WHAT YOU HAVE TO DO. Only lines holding the word "time" are wanted from the records; copy all of them.

::::::::

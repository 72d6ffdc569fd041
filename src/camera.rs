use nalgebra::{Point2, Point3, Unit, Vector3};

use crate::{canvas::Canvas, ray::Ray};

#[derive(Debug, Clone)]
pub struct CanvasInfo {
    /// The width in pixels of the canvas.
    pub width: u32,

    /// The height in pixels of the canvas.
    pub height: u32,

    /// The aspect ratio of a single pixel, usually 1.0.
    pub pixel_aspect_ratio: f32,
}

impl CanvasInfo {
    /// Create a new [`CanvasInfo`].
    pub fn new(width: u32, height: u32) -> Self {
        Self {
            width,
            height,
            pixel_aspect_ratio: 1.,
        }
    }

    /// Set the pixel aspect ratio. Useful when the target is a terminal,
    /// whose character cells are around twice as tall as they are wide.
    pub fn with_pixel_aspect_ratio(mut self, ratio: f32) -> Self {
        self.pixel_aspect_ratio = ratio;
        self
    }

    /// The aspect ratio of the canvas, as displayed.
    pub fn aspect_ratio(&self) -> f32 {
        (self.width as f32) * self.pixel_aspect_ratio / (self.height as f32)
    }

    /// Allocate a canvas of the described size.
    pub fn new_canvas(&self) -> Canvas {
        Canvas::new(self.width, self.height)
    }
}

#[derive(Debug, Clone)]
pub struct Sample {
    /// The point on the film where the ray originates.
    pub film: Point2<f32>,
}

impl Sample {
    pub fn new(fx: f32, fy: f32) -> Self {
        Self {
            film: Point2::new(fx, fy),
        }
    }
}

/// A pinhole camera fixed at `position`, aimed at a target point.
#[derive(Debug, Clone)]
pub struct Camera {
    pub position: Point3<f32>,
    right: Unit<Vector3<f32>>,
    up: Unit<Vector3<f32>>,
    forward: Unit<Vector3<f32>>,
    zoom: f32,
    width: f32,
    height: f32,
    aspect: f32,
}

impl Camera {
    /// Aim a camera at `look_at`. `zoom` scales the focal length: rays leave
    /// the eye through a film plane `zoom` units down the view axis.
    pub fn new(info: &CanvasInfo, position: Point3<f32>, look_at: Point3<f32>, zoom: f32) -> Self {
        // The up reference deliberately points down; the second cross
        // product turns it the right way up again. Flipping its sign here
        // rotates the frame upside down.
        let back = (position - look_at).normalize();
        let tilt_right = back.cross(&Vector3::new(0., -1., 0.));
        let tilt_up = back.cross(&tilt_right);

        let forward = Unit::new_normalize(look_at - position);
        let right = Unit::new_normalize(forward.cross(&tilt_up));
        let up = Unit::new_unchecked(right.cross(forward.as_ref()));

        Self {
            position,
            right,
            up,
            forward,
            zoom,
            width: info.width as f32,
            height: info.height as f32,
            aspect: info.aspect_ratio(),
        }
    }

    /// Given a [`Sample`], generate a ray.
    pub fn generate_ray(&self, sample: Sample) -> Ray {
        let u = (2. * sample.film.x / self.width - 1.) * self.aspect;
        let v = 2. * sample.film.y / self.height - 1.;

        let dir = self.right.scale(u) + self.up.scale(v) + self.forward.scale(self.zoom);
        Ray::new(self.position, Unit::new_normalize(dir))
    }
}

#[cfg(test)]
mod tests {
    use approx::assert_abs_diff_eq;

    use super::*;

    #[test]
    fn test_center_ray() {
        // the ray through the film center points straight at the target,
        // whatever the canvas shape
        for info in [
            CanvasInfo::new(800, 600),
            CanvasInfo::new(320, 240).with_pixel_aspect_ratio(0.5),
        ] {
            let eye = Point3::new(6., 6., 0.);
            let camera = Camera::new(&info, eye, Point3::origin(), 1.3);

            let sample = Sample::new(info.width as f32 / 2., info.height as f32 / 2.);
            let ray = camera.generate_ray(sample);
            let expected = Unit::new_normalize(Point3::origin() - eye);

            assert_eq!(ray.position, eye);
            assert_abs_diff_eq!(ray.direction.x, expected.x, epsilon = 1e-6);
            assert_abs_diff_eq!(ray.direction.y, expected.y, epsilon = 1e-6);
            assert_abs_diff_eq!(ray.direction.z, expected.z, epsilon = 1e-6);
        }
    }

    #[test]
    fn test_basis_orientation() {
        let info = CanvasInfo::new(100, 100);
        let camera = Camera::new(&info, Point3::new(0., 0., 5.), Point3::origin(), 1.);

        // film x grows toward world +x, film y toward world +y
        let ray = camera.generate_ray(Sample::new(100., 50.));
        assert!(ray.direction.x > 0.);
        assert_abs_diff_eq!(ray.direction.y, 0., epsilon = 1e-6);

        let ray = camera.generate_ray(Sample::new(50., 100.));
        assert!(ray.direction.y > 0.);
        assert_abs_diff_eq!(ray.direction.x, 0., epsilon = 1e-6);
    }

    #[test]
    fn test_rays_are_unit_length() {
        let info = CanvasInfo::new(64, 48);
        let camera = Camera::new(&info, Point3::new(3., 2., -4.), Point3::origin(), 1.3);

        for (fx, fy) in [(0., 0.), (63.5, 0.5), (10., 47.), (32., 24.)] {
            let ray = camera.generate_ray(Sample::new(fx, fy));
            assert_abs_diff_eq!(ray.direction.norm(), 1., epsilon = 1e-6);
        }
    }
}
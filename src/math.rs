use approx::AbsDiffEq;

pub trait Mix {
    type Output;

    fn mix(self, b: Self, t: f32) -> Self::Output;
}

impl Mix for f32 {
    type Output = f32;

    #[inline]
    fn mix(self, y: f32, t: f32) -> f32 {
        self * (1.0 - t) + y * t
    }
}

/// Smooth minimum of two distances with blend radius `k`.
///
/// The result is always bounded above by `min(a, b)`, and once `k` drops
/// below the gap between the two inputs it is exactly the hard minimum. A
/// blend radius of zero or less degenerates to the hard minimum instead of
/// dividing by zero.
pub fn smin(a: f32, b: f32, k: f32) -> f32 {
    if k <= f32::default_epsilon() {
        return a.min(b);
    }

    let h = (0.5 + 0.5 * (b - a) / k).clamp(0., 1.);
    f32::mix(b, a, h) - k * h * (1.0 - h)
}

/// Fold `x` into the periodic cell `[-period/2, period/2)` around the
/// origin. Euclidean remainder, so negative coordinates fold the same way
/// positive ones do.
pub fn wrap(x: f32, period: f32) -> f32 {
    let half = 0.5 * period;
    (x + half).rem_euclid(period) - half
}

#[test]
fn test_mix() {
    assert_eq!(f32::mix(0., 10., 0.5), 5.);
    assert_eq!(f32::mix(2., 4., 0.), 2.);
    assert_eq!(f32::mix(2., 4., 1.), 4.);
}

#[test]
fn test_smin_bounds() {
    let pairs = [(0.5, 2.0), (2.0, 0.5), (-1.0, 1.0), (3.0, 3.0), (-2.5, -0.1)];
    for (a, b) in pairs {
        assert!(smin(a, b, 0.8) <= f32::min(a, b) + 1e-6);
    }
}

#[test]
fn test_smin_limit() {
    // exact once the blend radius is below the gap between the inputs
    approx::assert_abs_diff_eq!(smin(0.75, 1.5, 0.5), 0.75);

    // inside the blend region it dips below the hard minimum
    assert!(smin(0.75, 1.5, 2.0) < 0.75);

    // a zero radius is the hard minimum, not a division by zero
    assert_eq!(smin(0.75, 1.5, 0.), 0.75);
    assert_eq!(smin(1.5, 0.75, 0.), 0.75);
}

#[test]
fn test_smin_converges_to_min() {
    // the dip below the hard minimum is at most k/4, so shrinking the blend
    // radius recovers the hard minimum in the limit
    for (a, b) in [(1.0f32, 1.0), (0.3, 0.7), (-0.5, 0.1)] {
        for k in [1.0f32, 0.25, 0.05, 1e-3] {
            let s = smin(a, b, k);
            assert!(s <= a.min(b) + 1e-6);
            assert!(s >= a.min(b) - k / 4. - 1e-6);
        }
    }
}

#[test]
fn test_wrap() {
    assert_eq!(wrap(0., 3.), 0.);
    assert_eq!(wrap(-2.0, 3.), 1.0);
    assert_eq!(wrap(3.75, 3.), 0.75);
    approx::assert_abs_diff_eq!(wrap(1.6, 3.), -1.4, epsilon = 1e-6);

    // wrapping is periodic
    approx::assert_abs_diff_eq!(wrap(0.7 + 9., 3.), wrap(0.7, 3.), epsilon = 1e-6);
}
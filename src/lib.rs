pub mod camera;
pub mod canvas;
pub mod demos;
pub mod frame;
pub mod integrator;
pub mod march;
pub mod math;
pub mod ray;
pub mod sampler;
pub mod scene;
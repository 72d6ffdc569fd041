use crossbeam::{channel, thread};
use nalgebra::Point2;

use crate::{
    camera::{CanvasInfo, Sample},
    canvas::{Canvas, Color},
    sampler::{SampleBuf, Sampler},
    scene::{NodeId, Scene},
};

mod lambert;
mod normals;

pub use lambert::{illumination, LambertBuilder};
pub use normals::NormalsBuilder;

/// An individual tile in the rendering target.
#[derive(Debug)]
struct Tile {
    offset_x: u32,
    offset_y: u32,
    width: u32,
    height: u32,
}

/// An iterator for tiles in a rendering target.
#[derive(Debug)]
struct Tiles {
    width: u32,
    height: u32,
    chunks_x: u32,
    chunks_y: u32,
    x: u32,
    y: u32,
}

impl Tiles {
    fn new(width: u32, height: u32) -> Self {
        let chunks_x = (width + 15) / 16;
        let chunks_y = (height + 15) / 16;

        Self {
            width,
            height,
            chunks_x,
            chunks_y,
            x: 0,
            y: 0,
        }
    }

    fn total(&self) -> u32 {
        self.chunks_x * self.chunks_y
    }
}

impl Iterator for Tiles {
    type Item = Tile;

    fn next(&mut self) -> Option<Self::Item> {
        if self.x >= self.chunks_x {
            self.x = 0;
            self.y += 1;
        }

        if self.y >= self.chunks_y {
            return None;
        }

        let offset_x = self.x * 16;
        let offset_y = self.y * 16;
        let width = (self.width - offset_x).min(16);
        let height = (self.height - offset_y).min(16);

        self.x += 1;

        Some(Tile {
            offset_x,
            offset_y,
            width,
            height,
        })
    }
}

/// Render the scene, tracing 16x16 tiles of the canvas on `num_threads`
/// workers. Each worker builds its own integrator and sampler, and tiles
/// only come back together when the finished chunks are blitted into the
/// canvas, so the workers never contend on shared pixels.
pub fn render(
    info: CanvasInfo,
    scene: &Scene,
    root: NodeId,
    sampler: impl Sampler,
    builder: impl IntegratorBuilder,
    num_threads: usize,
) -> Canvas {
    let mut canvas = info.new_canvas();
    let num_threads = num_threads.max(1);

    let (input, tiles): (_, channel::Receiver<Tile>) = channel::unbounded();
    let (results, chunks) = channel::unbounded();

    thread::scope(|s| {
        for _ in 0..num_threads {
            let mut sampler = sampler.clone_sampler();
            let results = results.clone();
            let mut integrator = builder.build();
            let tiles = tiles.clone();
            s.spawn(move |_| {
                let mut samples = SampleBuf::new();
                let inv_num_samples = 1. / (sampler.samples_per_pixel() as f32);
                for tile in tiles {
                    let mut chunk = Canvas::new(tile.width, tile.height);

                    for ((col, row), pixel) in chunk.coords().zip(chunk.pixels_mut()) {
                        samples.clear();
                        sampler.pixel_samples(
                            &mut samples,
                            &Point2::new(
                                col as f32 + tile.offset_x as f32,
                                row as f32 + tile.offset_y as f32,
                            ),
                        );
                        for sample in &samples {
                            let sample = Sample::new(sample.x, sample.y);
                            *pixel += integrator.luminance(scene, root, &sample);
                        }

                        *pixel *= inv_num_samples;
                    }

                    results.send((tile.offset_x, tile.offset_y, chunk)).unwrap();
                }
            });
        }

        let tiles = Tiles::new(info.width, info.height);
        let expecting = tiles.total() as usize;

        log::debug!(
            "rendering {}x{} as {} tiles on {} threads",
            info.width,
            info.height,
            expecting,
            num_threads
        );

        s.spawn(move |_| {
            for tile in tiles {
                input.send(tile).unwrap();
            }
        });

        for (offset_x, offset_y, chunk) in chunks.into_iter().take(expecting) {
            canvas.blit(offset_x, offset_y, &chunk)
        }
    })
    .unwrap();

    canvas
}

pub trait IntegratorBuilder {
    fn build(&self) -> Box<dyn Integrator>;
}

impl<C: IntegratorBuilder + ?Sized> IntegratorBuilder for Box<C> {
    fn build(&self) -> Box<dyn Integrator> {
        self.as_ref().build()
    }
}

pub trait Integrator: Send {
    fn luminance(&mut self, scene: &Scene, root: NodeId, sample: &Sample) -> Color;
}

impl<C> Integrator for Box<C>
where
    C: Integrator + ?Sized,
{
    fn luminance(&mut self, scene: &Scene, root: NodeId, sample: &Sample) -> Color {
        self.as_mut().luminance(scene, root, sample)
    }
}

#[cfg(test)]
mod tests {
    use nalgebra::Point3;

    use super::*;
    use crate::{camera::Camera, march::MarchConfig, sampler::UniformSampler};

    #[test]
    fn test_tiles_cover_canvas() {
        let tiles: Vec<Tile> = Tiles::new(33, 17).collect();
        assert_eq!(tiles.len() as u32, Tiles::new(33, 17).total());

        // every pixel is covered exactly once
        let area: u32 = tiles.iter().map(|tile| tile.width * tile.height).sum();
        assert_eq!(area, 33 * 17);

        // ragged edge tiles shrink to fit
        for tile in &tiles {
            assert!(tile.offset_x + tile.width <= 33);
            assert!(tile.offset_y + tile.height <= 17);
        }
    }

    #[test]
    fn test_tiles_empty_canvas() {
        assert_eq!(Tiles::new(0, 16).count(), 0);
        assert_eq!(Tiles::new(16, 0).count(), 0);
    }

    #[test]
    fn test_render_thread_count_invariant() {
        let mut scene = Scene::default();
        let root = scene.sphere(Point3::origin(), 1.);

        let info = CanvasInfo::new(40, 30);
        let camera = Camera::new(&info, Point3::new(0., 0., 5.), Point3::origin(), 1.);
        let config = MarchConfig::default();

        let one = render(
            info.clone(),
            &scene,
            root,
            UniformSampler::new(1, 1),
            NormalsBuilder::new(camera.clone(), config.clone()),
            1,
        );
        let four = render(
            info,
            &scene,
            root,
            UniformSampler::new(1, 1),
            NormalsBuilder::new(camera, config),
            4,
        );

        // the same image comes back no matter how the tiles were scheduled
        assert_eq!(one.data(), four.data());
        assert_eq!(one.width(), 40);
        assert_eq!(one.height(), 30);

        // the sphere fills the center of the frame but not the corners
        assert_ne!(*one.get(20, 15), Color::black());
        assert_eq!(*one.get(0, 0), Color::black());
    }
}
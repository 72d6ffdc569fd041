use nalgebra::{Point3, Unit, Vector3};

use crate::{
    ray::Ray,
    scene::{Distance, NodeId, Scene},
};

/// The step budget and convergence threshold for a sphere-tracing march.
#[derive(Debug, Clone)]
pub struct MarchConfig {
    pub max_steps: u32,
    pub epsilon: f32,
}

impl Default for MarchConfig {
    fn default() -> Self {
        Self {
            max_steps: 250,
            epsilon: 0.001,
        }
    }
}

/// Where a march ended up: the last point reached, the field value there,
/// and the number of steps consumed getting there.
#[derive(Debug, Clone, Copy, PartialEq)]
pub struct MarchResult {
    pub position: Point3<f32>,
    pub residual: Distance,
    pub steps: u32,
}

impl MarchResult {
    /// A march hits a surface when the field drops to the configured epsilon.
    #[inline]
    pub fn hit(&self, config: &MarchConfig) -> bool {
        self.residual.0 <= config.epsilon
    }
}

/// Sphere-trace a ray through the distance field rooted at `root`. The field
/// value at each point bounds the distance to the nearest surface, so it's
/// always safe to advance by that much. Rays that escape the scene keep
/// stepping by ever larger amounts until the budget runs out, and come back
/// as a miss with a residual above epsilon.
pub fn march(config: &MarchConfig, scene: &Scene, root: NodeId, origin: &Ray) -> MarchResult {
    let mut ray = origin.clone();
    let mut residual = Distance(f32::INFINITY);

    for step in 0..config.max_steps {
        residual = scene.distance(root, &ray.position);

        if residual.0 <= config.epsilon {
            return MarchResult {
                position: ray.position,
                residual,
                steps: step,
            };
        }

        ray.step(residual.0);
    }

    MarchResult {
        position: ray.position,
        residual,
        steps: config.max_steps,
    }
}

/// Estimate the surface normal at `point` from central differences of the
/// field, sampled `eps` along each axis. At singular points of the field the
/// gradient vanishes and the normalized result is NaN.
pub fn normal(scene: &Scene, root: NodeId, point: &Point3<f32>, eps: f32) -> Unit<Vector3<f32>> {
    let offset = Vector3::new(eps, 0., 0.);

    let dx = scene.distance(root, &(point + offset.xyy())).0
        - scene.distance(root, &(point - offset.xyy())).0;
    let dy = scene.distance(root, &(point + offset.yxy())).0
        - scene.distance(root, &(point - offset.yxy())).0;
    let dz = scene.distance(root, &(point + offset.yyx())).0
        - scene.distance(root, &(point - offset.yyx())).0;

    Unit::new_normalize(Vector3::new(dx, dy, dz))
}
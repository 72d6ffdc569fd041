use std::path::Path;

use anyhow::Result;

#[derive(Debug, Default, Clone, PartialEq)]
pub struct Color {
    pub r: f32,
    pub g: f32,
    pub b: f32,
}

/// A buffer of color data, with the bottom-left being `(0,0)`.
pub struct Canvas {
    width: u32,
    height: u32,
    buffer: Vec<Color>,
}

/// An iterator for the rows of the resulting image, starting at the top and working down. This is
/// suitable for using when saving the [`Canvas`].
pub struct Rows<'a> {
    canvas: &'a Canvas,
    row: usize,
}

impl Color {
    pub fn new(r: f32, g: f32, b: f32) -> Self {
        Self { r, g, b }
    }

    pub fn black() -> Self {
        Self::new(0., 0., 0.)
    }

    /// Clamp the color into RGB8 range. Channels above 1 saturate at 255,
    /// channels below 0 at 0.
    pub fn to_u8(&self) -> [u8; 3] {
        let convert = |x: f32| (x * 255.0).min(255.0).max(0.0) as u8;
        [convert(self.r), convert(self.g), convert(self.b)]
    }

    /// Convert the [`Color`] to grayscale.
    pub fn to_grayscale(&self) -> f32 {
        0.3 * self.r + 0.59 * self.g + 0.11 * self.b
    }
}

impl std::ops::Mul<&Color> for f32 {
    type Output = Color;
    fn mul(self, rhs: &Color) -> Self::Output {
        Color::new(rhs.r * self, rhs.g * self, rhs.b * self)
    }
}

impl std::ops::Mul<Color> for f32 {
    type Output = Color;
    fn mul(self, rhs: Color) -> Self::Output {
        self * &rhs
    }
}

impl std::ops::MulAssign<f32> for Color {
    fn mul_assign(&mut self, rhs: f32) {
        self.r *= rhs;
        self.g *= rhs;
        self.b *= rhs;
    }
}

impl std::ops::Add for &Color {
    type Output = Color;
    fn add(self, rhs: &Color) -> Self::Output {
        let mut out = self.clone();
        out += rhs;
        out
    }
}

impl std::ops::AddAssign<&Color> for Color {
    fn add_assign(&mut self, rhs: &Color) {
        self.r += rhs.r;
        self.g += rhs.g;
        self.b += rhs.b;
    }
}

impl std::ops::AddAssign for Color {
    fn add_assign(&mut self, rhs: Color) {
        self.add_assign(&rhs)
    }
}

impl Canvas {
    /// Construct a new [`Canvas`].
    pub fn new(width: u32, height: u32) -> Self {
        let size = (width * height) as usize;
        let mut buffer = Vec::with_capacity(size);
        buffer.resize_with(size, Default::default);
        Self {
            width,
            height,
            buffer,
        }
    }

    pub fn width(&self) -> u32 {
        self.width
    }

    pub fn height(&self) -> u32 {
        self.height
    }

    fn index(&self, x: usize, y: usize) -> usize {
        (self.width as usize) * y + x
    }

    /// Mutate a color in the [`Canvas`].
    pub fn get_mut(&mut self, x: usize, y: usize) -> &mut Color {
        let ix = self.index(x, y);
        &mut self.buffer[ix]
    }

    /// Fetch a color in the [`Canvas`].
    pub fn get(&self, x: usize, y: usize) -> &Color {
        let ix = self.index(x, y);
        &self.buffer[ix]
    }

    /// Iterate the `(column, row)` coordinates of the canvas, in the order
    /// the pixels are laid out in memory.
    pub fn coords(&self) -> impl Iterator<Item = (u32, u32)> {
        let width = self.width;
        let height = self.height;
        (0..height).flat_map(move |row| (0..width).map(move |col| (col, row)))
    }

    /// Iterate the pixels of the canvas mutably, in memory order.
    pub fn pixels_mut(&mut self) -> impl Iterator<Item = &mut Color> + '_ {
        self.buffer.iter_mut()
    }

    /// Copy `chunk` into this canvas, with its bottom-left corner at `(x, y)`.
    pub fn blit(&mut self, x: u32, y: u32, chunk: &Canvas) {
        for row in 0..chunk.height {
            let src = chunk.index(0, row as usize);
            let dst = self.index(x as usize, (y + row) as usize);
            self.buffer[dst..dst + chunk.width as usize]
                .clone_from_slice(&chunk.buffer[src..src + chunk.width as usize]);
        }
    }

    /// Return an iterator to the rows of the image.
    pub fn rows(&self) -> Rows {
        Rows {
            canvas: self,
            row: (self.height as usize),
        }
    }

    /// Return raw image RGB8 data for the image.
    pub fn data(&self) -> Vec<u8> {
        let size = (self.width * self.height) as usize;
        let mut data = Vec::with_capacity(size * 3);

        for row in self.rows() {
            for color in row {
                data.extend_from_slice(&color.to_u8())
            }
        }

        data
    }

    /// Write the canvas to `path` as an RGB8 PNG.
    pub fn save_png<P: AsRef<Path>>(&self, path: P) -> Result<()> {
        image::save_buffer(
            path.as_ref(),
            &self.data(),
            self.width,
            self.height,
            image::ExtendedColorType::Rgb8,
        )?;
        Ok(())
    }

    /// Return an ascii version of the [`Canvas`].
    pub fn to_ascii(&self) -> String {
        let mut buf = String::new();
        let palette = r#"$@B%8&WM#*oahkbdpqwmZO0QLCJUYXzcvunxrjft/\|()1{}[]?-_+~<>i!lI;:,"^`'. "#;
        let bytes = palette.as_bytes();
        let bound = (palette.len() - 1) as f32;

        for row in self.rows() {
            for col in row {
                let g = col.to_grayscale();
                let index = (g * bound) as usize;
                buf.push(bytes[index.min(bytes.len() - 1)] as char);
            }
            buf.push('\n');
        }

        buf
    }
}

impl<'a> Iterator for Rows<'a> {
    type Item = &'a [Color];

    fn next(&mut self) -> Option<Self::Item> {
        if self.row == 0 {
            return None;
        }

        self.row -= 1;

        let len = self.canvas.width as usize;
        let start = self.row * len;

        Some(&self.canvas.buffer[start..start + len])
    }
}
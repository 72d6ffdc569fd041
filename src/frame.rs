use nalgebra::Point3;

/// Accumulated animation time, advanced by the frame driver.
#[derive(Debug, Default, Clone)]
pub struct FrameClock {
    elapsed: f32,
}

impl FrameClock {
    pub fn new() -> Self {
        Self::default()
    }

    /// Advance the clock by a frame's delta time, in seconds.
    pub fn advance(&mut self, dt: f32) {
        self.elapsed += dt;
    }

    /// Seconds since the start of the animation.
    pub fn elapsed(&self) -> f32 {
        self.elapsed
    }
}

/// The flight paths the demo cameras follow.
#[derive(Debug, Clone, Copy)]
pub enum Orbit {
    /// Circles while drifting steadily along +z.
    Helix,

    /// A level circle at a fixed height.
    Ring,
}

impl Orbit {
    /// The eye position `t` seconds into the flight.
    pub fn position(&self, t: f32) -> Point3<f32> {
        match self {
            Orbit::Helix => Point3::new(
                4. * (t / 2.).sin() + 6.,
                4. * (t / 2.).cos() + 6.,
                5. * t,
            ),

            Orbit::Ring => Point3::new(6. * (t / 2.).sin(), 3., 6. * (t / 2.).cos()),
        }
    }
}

::::::::

OUTPUT FOR THIS EXERCISE.
/// Accumulated animation time, advanced by the frame driver.
    /// Advance the clock by a frame's delta time, in seconds.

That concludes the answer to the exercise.